Tomada de posição sobre o Programa de Estabilidade e Crescimento

26-03-2010 14:03

 

A Europa e a crise

O turbilhão de impactos sociais e económicos, de que o aumento generalizado do desemprego e a degradação das condições de vida são a expressão mais dramática, aliado às sucessivas opções da União Europeia (presumivelmente para enfrentar a actual crise económica e financeira) têm permitido revelar, progressivamente, a verdadeira génese da situação que vivemos.

Como um nevoeiro que se dissipa, deixando antever o que causa afinal a tempestade, surgem aos olhos de todos, com uma nitidez cada vez mais cristalina, as razões estruturais e políticas da crise. A evidência de não estarmos, simplesmente, perante uma anomalia passageira no regular funcionamento da vida económica e social, mas antes confrontados com a retumbante falência do modelo em que tem sido assente a construção política e a integração económica europeia, nos últimos vinte a trinta anos, é cada vez mais inquestionável.

O que nos conduziu até à presente crise foi, de facto, todo um modelo ideológico de organização das estruturas políticas, sociais e económicas, sistematicamente apresentado não só como “o único caminho possível”, mas igualmente como o rumo natural e desejável de uma Europa que se pretendia moderna, próspera e competitiva.
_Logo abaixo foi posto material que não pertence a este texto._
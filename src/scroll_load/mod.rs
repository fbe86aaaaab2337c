//! Scroll-triggered loading for scrollable containers.
//!
//! A bound container reports every native `scroll` event to a [`ScrollMonitor`],
//! which decides whether the caller's `method` should run:
//! - scrolling down to within `distance` px of the bottom edge always triggers
//! - scrolling up to within `distance` px of the top edge triggers only when
//!   `bi_direction` is enabled
//!
//! There is no cooldown. Each qualifying event fires, so callers that load a
//! page per trigger keep their own in-flight flag.

use std::cell::RefCell;
use std::rc::Rc;
use strum::{AsRefStr, Display};
use wasm_bindgen::closure::Closure;
use wasm_bindgen::JsCast;

#[derive(Debug, Clone, Copy, PartialEq, Eq, Display, AsRefStr)]
#[strum(serialize_all = "lowercase")]
pub enum ScrollDirection {
    Down,
    /// Upward, or no movement since the previous event.
    Up,
}

impl From<ScrollDirection> for bool {
    fn from(d: ScrollDirection) -> bool {
        d == ScrollDirection::Down
    }
}

/// Geometry of the container at the time of a scroll event.
#[derive(Debug, Clone, Copy, PartialEq, Eq, Default)]
pub struct ScrollMetrics {
    pub scroll_top: i32,
    pub scroll_height: i32,
    pub client_height: i32,
}

impl ScrollMetrics {
    pub fn read(el: &web_sys::Element) -> Self {
        Self {
            scroll_top: el.scroll_top(),
            scroll_height: el.scroll_height(),
            client_height: el.client_height(),
        }
    }

    pub fn remaining_bottom(&self) -> i32 {
        self.scroll_height - (self.client_height + self.scroll_top)
    }
}

/// DOM-free trigger state for one bound container.
#[derive(Debug, Clone)]
pub struct ScrollMonitor {
    last_position: i32,
    distance: i32,
    bi_direction: bool,
}

impl ScrollMonitor {
    pub fn new(distance: i32, bi_direction: bool) -> Self {
        Self {
            last_position: 0,
            distance: distance.max(0),
            bi_direction,
        }
    }

    pub fn last_position(&self) -> i32 {
        self.last_position
    }

    pub fn distance(&self) -> i32 {
        self.distance
    }

    pub fn bi_direction(&self) -> bool {
        self.bi_direction
    }

    /// Record one scroll event and return the direction to report, if the
    /// event should trigger a load.
    pub fn observe(&mut self, m: ScrollMetrics) -> Option<ScrollDirection> {
        let direction = if m.scroll_top - self.last_position > 0 {
            ScrollDirection::Down
        } else {
            ScrollDirection::Up
        };
        // Position is tracked whether or not this event triggers.
        self.last_position = m.scroll_top;

        match direction {
            ScrollDirection::Down if m.remaining_bottom() <= self.distance => Some(direction),
            ScrollDirection::Up if self.bi_direction && m.scroll_top <= self.distance => {
                Some(direction)
            }
            _ => None,
        }
    }
}

pub type ScrollLoadCallback = Rc<dyn Fn(ScrollDirection, &web_sys::Element)>;

#[derive(Clone, Default)]
pub struct ScrollLoadOptions {
    /// Resolved against the bind root; `None` binds the root itself.
    pub selector: Option<String>,
    pub distance: i32,
    pub bi_direction: bool,
    pub method: Option<ScrollLoadCallback>,
}

impl ScrollLoadOptions {
    pub fn new() -> Self {
        Self::default()
    }

    pub fn selector(mut self, selector: impl Into<String>) -> Self {
        let selector = selector.into();
        self.selector = if selector.trim().is_empty() {
            None
        } else {
            Some(selector)
        };
        self
    }

    pub fn distance(mut self, distance: i32) -> Self {
        self.distance = distance;
        self
    }

    pub fn bi_direction(mut self, bi_direction: bool) -> Self {
        self.bi_direction = bi_direction;
        self
    }

    pub fn method(mut self, f: impl Fn(ScrollDirection, &web_sys::Element) + 'static) -> Self {
        self.method = Some(Rc::new(f));
        self
    }
}

#[derive(Clone, Debug, PartialEq, Eq)]
pub enum ScrollLoadError {
    InvalidTarget { selector: String },
    MissingCallback,
    ListenerRejected(String),
}

impl std::fmt::Display for ScrollLoadError {
    fn fmt(&self, f: &mut std::fmt::Formatter<'_>) -> std::fmt::Result {
        match self {
            Self::InvalidTarget { selector } => {
                write!(f, "scroll-load target not found: {selector}")
            }
            Self::MissingCallback => write!(f, "scroll-load method is not set"),
            Self::ListenerRejected(e) => write!(f, "failed to attach scroll listener: {e}"),
        }
    }
}

impl std::error::Error for ScrollLoadError {}

fn resolve_container(
    root: &web_sys::Element,
    selector: Option<&str>,
) -> Result<web_sys::Element, ScrollLoadError> {
    let Some(selector) = selector else {
        return Ok(root.clone());
    };

    // An unparsable selector is reported the same as one that matches nothing.
    root.query_selector(selector)
        .ok()
        .flatten()
        .ok_or_else(|| ScrollLoadError::InvalidTarget {
            selector: selector.to_string(),
        })
}

/// Keeps a scroll listener attached. Dropping it detaches the listener.
#[must_use = "dropping the handle detaches the scroll listener"]
pub struct ScrollLoadHandle {
    container: web_sys::Element,
    monitor: Rc<RefCell<ScrollMonitor>>,
    listener: Closure<dyn FnMut()>,
}

impl ScrollLoadHandle {
    pub fn container(&self) -> &web_sys::Element {
        &self.container
    }

    pub fn last_position(&self) -> i32 {
        self.monitor.borrow().last_position()
    }
}

impl Drop for ScrollLoadHandle {
    fn drop(&mut self) {
        match self
            .container
            .remove_event_listener_with_callback("scroll", self.listener.as_ref().unchecked_ref())
        {
            Ok(()) => leptos::logging::log!("scroll-load: detached"),
            Err(e) => leptos::logging::warn!("scroll-load: failed to detach listener: {e:?}"),
        }
    }
}

/// Attach scroll-triggered loading to `root` (or the descendant matched by
/// `options.selector`).
///
/// The listener stays attached only while the returned handle is alive: keep
/// it for as long as the container should load, e.g. in a `StoredValue` or via
/// `use_scroll_load`. `bind_scroll_load(&root, opts)?;` detaches immediately.
pub fn bind_scroll_load(
    root: &web_sys::Element,
    options: ScrollLoadOptions,
) -> Result<ScrollLoadHandle, ScrollLoadError> {
    let method = options.method.ok_or(ScrollLoadError::MissingCallback)?;
    let container = resolve_container(root, options.selector.as_deref())?;
    let monitor = Rc::new(RefCell::new(ScrollMonitor::new(
        options.distance,
        options.bi_direction,
    )));

    let el = container.clone();
    let m = monitor.clone();
    let listener = Closure::wrap(Box::new(move || {
        let metrics = ScrollMetrics::read(&el);
        let hit = m.borrow_mut().observe(metrics);
        if let Some(direction) = hit {
            leptos::logging::log!("scroll-load: {direction} at {}", metrics.scroll_top);
            method(direction, &el);
        }
    }) as Box<dyn FnMut()>);

    container
        .add_event_listener_with_callback("scroll", listener.as_ref().unchecked_ref())
        .map_err(|e| ScrollLoadError::ListenerRejected(format!("{e:?}")))?;

    leptos::logging::log!(
        "scroll-load: attached (distance={}, bi_direction={})",
        options.distance.max(0),
        options.bi_direction
    );

    Ok(ScrollLoadHandle {
        container,
        monitor,
        listener,
    })
}

#[cfg(test)]
mod tests {
    use super::*;

    fn at(scroll_top: i32, scroll_height: i32, client_height: i32) -> ScrollMetrics {
        ScrollMetrics {
            scroll_top,
            scroll_height,
            client_height,
        }
    }

    #[test]
    fn test_last_position_follows_every_event() {
        let mut m = ScrollMonitor::new(10, true);
        for v in [0, 120, 80, 80, 990, 3] {
            m.observe(at(v, 1000, 100));
            assert_eq!(m.last_position(), v);
        }
    }

    #[test]
    fn test_downward_trigger_near_bottom() {
        let mut m = ScrollMonitor::new(30, false);
        assert_eq!(m.observe(at(100, 1000, 400)), None);
        // 1000 - (400 + 580) = 20 <= 30
        assert_eq!(m.observe(at(580, 1000, 400)), Some(ScrollDirection::Down));
    }

    #[test]
    fn test_upward_ignored_without_bi_direction() {
        let mut m = ScrollMonitor::new(50, false);
        m.observe(at(300, 1000, 400));
        for v in [200, 40, 0] {
            assert_eq!(m.observe(at(v, 1000, 400)), None);
        }
    }

    #[test]
    fn test_bi_direction_upward_trigger() {
        let mut m = ScrollMonitor::new(50, true);
        m.observe(at(300, 1000, 400));
        assert_eq!(m.observe(at(120, 1000, 400)), None);
        assert_eq!(m.observe(at(40, 1000, 400)), Some(ScrollDirection::Up));
    }

    #[test]
    fn test_no_trigger_outside_threshold() {
        let mut m = ScrollMonitor::new(20, true);
        assert_eq!(m.observe(at(200, 2000, 800)), None);
        assert_eq!(m.observe(at(500, 2000, 800)), None);
        assert_eq!(m.observe(at(300, 2000, 800)), None);
    }

    #[test]
    fn test_repeat_triggers_inside_band() {
        let mut m = ScrollMonitor::new(50, false);
        assert_eq!(m.observe(at(460, 1000, 500)), Some(ScrollDirection::Down));
        assert_eq!(m.observe(at(470, 1000, 500)), Some(ScrollDirection::Down));
    }

    #[test]
    fn test_mixed_sequence_fires_once() {
        let mut m = ScrollMonitor::new(20, true);
        let fired: Vec<_> = [100, 1190, 1000]
            .into_iter()
            .filter_map(|v| m.observe(at(v, 2000, 800)))
            .collect();
        assert_eq!(fired, vec![ScrollDirection::Down]);
        assert_eq!(m.last_position(), 1000);
    }

    #[test]
    fn test_stationary_event_counts_as_up() {
        let mut m = ScrollMonitor::new(0, true);
        // First event at the top: no movement, bi-directional, 0 <= 0.
        assert_eq!(m.observe(at(0, 1000, 100)), Some(ScrollDirection::Up));

        let mut bottom_only = ScrollMonitor::new(0, false);
        bottom_only.observe(at(900, 1000, 100));
        // Same position again at the very bottom is not a downward move.
        assert_eq!(bottom_only.observe(at(900, 1000, 100)), None);
    }

    #[test]
    fn test_negative_distance_clamps_to_zero() {
        let m = ScrollMonitor::new(-5, false);
        assert_eq!(m.distance(), 0);
    }

    #[test]
    fn test_options_defaults() {
        let o = ScrollLoadOptions::new();
        assert!(o.selector.is_none());
        assert_eq!(o.distance, 0);
        assert!(!o.bi_direction);
        assert!(o.method.is_none());

        let o = o.selector("  ").distance(15).bi_direction(true).method(|_, _| {});
        assert!(o.selector.is_none());
        assert_eq!(o.distance, 15);
        assert!(o.bi_direction);
        assert!(o.method.is_some());
    }

    #[test]
    fn test_direction_bool_and_display() {
        assert!(bool::from(ScrollDirection::Down));
        assert!(!bool::from(ScrollDirection::Up));
        assert_eq!(ScrollDirection::Down.to_string(), "down");
        assert_eq!(ScrollDirection::Up.as_ref(), "up");
    }

    #[test]
    fn test_error_display() {
        let e = ScrollLoadError::InvalidTarget {
            selector: ".feed".to_string(),
        };
        assert_eq!(e.to_string(), "scroll-load target not found: .feed");
        assert_eq!(
            ScrollLoadError::MissingCallback.to_string(),
            "scroll-load method is not set"
        );
    }
}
Nos pilares deste modelo encontramos a erosão sistemática do papel do Estado na economia e dos mecanismos de protecção social pública (fundada na alegada superioridade do mercado, em matéria de eficiência, e na necessidade imperiosa de redução dos défices públicos); a dissolução progressiva dos mecanismos públicos de regulação, tendo em vista desobstruir a circulação de capitais e a crescente financeirização das economias; e, em terceiro lugar, a criação e consolidação de estruturas de governação exteriores à racionalidade da esfera pública, fundadas numa suposta necessidade de redução das decisões aos seus fundamentos “científicos” e, portanto, democraticamente despolitizadas.
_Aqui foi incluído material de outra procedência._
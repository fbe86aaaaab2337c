use leptos::prelude::*;
use leptos_ui::clx;

mod components {
    use super::*;
    clx! {Card, div, "bg-card text-card-foreground flex flex-col gap-4 rounded-xl border py-6 shadow-sm"}
    clx! {CardHeader, div, "flex flex-col items-start gap-1.5 px-6"}
    clx! {CardTitle, h2, "leading-none font-semibold"}
    clx! {CardDescription, p, "text-muted-foreground text-sm"}
    clx! {CardContent, div, "px-6"}
    clx! {CardList, ul, "flex flex-col gap-2"}
    clx! {CardItem, li, "flex items-center rounded-md border px-4 py-3 text-sm"}
}

pub use components::*;
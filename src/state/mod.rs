use crate::api::ApiClient;
use leptos::prelude::*;

#[derive(Clone)]
pub(crate) struct AppState {
    pub api_client: RwSignal<ApiClient>,
}

impl AppState {
    pub fn new() -> Self {
        Self {
            api_client: RwSignal::new(ApiClient::from_env()),
        }
    }
}

impl Default for AppState {
    fn default() -> Self {
        Self::new()
    }
}

#[derive(Clone)]
pub(crate) struct AppContext(pub AppState);
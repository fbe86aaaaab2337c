use crate::models::FeedItem;

pub(crate) const FEED_PAGE_SIZE: u32 = 20;
pub(crate) const FEED_PAGES: u32 = 10;

/// One page of the demo feed. Pages past the end are empty.
pub(crate) fn feed_page(page: u32, page_size: u32) -> Vec<FeedItem> {
    if page >= FEED_PAGES {
        return Vec::new();
    }

    let start = page * page_size;
    (start..start + page_size)
        .map(|id| FeedItem {
            id,
            title: format!("Item #{}", id + 1),
        })
        .collect()
}

/// Counts top-edge triggers of the demo feed.
///
/// Resetting a scrolled feed jumps it back to the top, which produces one
/// native scroll event at offset 0; that trigger is not counted.
#[derive(Clone, Copy, Debug, Default, PartialEq, Eq)]
pub(crate) struct TopHits {
    count: u32,
    skip_next: bool,
}

impl TopHits {
    pub fn count(&self) -> u32 {
        self.count
    }

    pub fn record(&mut self) {
        if self.skip_next {
            self.skip_next = false;
        } else {
            self.count += 1;
        }
    }

    /// `was_scrolled`: the feed was away from the top when reset.
    pub fn reset(&mut self, was_scrolled: bool) {
        self.count = 0;
        self.skip_next = was_scrolled;
    }
}
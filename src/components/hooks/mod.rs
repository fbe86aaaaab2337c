pub mod use_scroll_load;

pub use use_scroll_load::use_scroll_load;
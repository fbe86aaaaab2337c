mod api;
mod app;
mod components;
mod models;
mod pages;
pub mod scroll_load;
mod state;
mod util;

pub use components::hooks::use_scroll_load;
pub use scroll_load::{
    bind_scroll_load, ScrollDirection, ScrollLoadError, ScrollLoadHandle, ScrollLoadOptions,
    ScrollMetrics, ScrollMonitor,
};

use crate::app::App;
use leptos::prelude::*;

// Needed for `#[wasm_bindgen(start)]` on the wasm entrypoint.
#[cfg(all(target_arch = "wasm32", not(test)))]
use wasm_bindgen::prelude::wasm_bindgen;

// Only register the WASM start function for normal builds (not for tests),
// otherwise wasm-bindgen-test will end up with multiple entry symbols.
#[cfg_attr(all(target_arch = "wasm32", not(test)), wasm_bindgen(start))]
pub fn main() {
    console_error_panic_hook::set_once();
    leptos::logging::log!("mounting app");
    mount_to_body(App);
}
A progressiva perda de capacidade própria e influência directa do Estado sobre as economias e as sociedades, tanto em matéria de investimento público, direitos sociais (educação, saúde, protecção social) e capacidade de regulação, constituem o reverso paralelo da avassaladora vertigem de liberalização prosseguida nas últimas décadas, devendo sublinhar-se o facto de, neste processo, a União Europeia e a generalidade dos governos europeus se assumirem enquanto agentes activos e determinados na conversão do Estado em instrumento institucional ao serviço do mercado e da sua expansão.

 

O PEC Português

O Programa de Estabilidade e Crescimento português é mais do mesmo: Antigas receitas de austeridade quando necessitamos de novas respostas que, tanto no país como na Europa, apontem para uma nova política económica e para uma nova arquitectura institucional, capaz de promover o emprego, o ambiente, a justiça social e a democracia em todas as suas vertentes.
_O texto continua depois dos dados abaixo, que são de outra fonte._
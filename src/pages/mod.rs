use crate::api::{ApiError, ApiErrorKind};
use crate::components::hooks::use_scroll_load;
use crate::components::ui::{
    Button, ButtonSize, ButtonVariant, Card, CardContent, CardDescription, CardHeader, CardItem,
    CardList, CardTitle, Input, Label, ScrollArea, ScrollAreaStatus, Spinner,
};
use crate::scroll_load::{ScrollDirection, ScrollLoadOptions};
use crate::state::AppContext;
use crate::util::{feed_page, TopHits, FEED_PAGE_SIZE};
use leptos::html;
use leptos::prelude::*;
use leptos::task::spawn_local;

fn report_error(error: RwSignal<Option<String>>, e: ApiError) {
    // The page is already reloading.
    if e.kind != ApiErrorKind::HtmlReload {
        error.set(Some(e.to_string()));
    }
}

#[component]
fn ErrorLine(error: RwSignal<Option<String>>) -> impl IntoView {
    view! {
        <Show when=move || error.get().is_some() fallback=|| ().into_view()>
            <div class="rounded-md border border-destructive/30 px-3 py-2 text-xs text-destructive">
                {move || error.get().unwrap_or_default()}
            </div>
        </Show>
    }
}

#[component]
pub fn LookupCard() -> impl IntoView {
    let app_state = expect_context::<AppContext>();

    let name: RwSignal<String> = RwSignal::new(String::new());
    let result: RwSignal<Option<String>> = RwSignal::new(None);
    let error: RwSignal<Option<String>> = RwSignal::new(None);
    let loading: RwSignal<bool> = RwSignal::new(false);

    let on_submit = move |ev: web_sys::SubmitEvent| {
        ev.prevent_default();

        let name_val = name.get_untracked();
        let api_client = app_state.0.api_client.get_untracked();

        loading.set(true);
        error.set(None);

        spawn_local(async move {
            match api_client.who(&name_val).await {
                Ok(info) => {
                    result.set(Some(
                        serde_json::to_string_pretty(&info.extra).unwrap_or_default(),
                    ));
                }
                Err(e) => {
                    result.set(None);
                    report_error(error, e);
                }
            }
            loading.set(false);
        });
    };

    view! {
        <Card>
            <CardHeader>
                <CardTitle>"Who"</CardTitle>
                <CardDescription>"Look up a user by name."</CardDescription>
            </CardHeader>
            <CardContent>
                <form class="flex flex-col gap-3" on:submit=on_submit>
                    <div class="flex flex-col gap-2">
                        <Label html_for="who_name">"Name"</Label>
                        <Input id="who_name" placeholder="alice" bind_value=name required=true />
                    </div>
                    <ErrorLine error=error />
                    <Button attr:disabled=move || loading.get()>
                        <Show when=move || loading.get() fallback=|| ().into_view()>
                            <Spinner />
                        </Show>
                        "Look up"
                    </Button>
                    <Show when=move || result.get().is_some() fallback=|| ().into_view()>
                        <pre class="overflow-auto rounded-md bg-muted p-3 text-xs">
                            {move || result.get().unwrap_or_default()}
                        </pre>
                    </Show>
                </form>
            </CardContent>
        </Card>
    }
}

#[component]
pub fn GreetingCard() -> impl IntoView {
    let app_state = expect_context::<AppContext>();

    let name: RwSignal<String> = RwSignal::new(String::new());
    let message: RwSignal<String> = RwSignal::new(String::new());
    let sent: RwSignal<bool> = RwSignal::new(false);
    let error: RwSignal<Option<String>> = RwSignal::new(None);
    let loading: RwSignal<bool> = RwSignal::new(false);

    let on_submit = move |ev: web_sys::SubmitEvent| {
        ev.prevent_default();

        let name_val = name.get_untracked();
        let message_val = message.get_untracked();
        let api_client = app_state.0.api_client.get_untracked();

        loading.set(true);
        sent.set(false);
        error.set(None);

        spawn_local(async move {
            match api_client.say_hi(&name_val, &message_val).await {
                Ok(_) => sent.set(true),
                Err(e) => report_error(error, e),
            }
            loading.set(false);
        });
    };

    view! {
        <Card>
            <CardHeader>
                <CardTitle>"Say hi"</CardTitle>
                <CardDescription>"Send a greeting."</CardDescription>
            </CardHeader>
            <CardContent>
                <form class="flex flex-col gap-3" on:submit=on_submit>
                    <div class="flex flex-col gap-2">
                        <Label html_for="hi_name">"Name"</Label>
                        <Input id="hi_name" placeholder="alice" bind_value=name required=true />
                    </div>
                    <div class="flex flex-col gap-2">
                        <Label html_for="hi_message">"Message"</Label>
                        <Input id="hi_message" placeholder="hello" bind_value=message />
                    </div>
                    <ErrorLine error=error />
                    <div class="flex items-center gap-3">
                        <Button attr:disabled=move || loading.get()>
                            <Show when=move || loading.get() fallback=|| ().into_view()>
                                <Spinner />
                            </Show>
                            "Send"
                        </Button>
                        <Show when=move || sent.get() fallback=|| ().into_view()>
                            <span class="text-xs text-muted-foreground">"Sent."</span>
                        </Show>
                    </div>
                </form>
            </CardContent>
        </Card>
    }
}

/// Infinite list: a page is appended whenever the viewport nears its bottom.
#[component]
pub fn FeedCard() -> impl IntoView {
    let items = RwSignal::new(feed_page(0, FEED_PAGE_SIZE));
    let next_page: RwSignal<u32> = RwSignal::new(1);
    let loading: RwSignal<bool> = RwSignal::new(false);
    let exhausted: RwSignal<bool> = RwSignal::new(false);
    let top_hits: RwSignal<TopHits> = RwSignal::new(TopHits::default());
    let feed_ref: NodeRef<html::Div> = NodeRef::new();

    // The monitor fires on every event inside the band; `loading` keeps it to one page per trigger.
    let options = ScrollLoadOptions::new()
        .distance(40)
        .bi_direction(true)
        .method(move |direction, _| match direction {
            ScrollDirection::Down => {
                if loading.get_untracked() || exhausted.get_untracked() {
                    return;
                }
                loading.set(true);
                let page = next_page.get_untracked();

                spawn_local(async move {
                    let batch = feed_page(page, FEED_PAGE_SIZE);
                    if batch.is_empty() {
                        exhausted.set(true);
                    } else {
                        items.update(|v| v.extend(batch));
                        next_page.set(page + 1);
                    }
                    loading.set(false);
                });
            }
            ScrollDirection::Up => top_hits.update(|h| h.record()),
        });

    let bind_error = use_scroll_load(feed_ref, options);

    let on_reset = move |_| {
        items.set(feed_page(0, FEED_PAGE_SIZE));
        next_page.set(1);
        exhausted.set(false);
        let el = feed_ref.get_untracked();
        let was_scrolled = el.as_ref().is_some_and(|el| el.scroll_top() > 0);
        top_hits.update(|h| h.reset(was_scrolled));
        if let Some(el) = el {
            el.set_scroll_top(0);
        }
    };

    view! {
        <Card>
            <CardHeader>
                <CardTitle>"Feed"</CardTitle>
                <CardDescription>
                    {move || format!("{} loaded, top reached {} times", items.get().len(), top_hits.get().count())}
                </CardDescription>
            </CardHeader>
            <CardContent class="flex flex-col gap-3">
                <Show when=move || bind_error.get().is_some() fallback=|| ().into_view()>
                    <div class="text-xs text-destructive">
                        {move || bind_error.get().map(|e| e.to_string()).unwrap_or_default()}
                    </div>
                </Show>
                <ScrollArea class="h-72" node_ref=feed_ref>
                    <CardList class="p-3">
                        <For each=move || items.get() key=|item| item.id let:item>
                            <CardItem>{item.title}</CardItem>
                        </For>
                    </CardList>
                    <Show when=move || loading.get() fallback=|| ().into_view()>
                        <ScrollAreaStatus>
                            <Spinner />
                            "Loading more..."
                        </ScrollAreaStatus>
                    </Show>
                    <Show when=move || exhausted.get() fallback=|| ().into_view()>
                        <ScrollAreaStatus>"No more items."</ScrollAreaStatus>
                    </Show>
                </ScrollArea>
                <Button variant=ButtonVariant::Outline size=ButtonSize::Sm on:click=on_reset>
                    "Reset"
                </Button>
            </CardContent>
        </Card>
    }
}

#[component]
pub fn HomePage() -> impl IntoView {
    view! {
        <div class="min-h-screen bg-background">
            <div class="mx-auto flex w-full max-w-[720px] flex-col gap-4 px-4 py-8">
                <div class="space-y-1">
                    <h1 class="text-xl font-semibold">"Scroll load"</h1>
                    <p class="text-xs text-muted-foreground">"Demo scaffold"</p>
                </div>
                <LookupCard />
                <GreetingCard />
                <FeedCard />
            </div>
        </div>
    }
}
As medidas positivas previstas – da taxação das mais-valias à redução dos regressivos benefícios fiscais, passando pela criação de um novo escalão de IRS – não são suficientes para entusiasmar a ATTAC, perante a manifesta falta de coragem para exigir ao sector financeiro (o grande beneficiário do apoio público) e aos grupos sociais mais privilegiados que contribuam para a resolução da crise. 

Há muitas formas de reduzir o défice. É necessário proceder a uma profunda reforma fiscal, coordenada à escala europeia, que reforce a progressividade do sistema, taxe as grandes fortunas e rendimentos e que desencoraje a especulação financeira, através da adopção de uma taxa Tobin, e elimine os off-shores.

Ao mesmo tempo é necessário desenhar políticas à escala europeia de crescimento e de emprego, que passam pela redução das desigualdades sociais e regionais na UE, pelo alargamento do mercado interno, nomeadamente nos países mais pobres da Europa, e pela protecção comercial contra os países que não respeitem as regras ambientais e laborais mais elementares.

Por outro lado, o plano de privatizações previsto no do PEC é absolutamente inaceitável, nomeadamente no que diz respeito às privatizações previstas na área dos seguros (mais um “piscar de olho” à finança privada), da energia e dos CTT.

As privatizações degradam a democracia, atacam o serviço público, para além de significarem mais uma retirada brusca do Estado da Economia, limitando cada vez mais as possibilidades de intervenção com vista ao bem comum Estas privatizações são economicamente prejudiciais, pois as receitas extraordinárias conseguidas à custa da venda de activos que são de todos, não compensam no médio prazo a perda de dividendos que esses activos geram.

A ATTAC Portugal está assim empenhada em dar o seu contributo para a mobilização nacional contra este programa de privatizações e lançará em breve uma campanha própria nesse sentido.